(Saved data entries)

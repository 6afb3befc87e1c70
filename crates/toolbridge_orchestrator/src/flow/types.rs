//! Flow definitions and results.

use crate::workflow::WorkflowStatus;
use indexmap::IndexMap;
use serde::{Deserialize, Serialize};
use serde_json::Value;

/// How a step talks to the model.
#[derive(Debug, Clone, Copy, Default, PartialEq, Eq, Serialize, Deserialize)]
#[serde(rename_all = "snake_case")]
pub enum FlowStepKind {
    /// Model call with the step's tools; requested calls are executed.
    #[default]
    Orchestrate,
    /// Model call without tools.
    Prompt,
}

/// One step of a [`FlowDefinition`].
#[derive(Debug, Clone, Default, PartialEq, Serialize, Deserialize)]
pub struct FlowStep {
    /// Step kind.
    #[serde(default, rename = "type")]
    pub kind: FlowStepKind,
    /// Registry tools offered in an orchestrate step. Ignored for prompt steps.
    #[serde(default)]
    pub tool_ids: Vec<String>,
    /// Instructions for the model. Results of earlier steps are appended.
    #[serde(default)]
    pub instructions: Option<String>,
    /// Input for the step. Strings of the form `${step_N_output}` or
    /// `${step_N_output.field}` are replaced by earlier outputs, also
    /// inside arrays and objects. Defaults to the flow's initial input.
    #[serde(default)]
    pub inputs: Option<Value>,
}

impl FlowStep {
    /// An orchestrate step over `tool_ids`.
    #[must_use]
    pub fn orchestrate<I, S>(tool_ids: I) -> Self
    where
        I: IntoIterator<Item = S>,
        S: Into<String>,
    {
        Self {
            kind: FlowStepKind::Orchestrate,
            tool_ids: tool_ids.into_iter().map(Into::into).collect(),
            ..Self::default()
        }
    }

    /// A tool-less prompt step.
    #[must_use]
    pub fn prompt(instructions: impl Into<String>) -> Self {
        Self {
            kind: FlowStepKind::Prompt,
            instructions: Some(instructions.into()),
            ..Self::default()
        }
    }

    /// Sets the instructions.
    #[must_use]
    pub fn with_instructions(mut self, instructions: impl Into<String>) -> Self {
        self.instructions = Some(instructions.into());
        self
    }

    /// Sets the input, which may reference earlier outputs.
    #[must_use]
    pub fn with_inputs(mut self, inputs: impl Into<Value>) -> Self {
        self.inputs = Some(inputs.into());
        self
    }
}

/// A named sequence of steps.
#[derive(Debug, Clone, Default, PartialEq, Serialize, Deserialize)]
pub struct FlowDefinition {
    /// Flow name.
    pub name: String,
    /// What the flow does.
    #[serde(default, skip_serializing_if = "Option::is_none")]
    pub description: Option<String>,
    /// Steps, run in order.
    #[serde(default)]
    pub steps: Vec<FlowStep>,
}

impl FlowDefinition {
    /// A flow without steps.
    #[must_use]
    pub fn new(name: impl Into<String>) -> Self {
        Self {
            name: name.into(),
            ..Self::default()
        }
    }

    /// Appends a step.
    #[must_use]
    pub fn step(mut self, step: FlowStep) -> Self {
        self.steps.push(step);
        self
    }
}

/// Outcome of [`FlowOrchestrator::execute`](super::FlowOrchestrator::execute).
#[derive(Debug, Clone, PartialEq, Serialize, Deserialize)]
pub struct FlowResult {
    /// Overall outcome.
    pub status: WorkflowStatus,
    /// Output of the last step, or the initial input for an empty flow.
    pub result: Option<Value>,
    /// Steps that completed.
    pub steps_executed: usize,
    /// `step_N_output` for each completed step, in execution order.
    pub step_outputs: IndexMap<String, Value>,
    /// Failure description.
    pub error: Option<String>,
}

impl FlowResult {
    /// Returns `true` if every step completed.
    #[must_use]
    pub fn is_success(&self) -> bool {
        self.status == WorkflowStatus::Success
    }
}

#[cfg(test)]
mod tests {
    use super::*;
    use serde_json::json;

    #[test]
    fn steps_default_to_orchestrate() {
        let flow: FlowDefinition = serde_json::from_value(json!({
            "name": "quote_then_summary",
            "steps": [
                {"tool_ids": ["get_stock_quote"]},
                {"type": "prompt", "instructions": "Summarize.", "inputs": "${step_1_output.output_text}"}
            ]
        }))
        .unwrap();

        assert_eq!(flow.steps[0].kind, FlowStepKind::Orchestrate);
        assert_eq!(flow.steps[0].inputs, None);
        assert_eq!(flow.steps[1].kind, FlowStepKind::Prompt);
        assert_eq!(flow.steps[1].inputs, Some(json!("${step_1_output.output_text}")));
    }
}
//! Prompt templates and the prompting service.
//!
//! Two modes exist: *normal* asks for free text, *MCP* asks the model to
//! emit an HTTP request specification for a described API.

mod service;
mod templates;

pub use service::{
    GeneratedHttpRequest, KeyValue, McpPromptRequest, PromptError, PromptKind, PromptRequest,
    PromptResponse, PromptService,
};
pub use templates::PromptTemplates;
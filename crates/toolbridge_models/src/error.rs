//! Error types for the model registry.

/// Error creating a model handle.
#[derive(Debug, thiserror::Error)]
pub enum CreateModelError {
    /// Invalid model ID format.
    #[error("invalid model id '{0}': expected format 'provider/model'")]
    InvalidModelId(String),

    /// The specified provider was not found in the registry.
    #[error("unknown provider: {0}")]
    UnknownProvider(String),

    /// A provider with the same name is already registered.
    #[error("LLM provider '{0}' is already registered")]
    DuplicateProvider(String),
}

> _Goal of the exercise_:
Find the word "PartialEq" in the records and pull out each line that has it.

> _Exercise answer_:
#[derive(Debug, Clone, Copy, Default, PartialEq, Eq, Serialize, Deserialize)]
#[derive(Debug, Clone, Default, PartialEq, Serialize, Deserialize)]
#[derive(Debug, Clone, Default, PartialEq, Serialize, Deserialize)]
#[derive(Debug, Clone, PartialEq, Serialize, Deserialize)]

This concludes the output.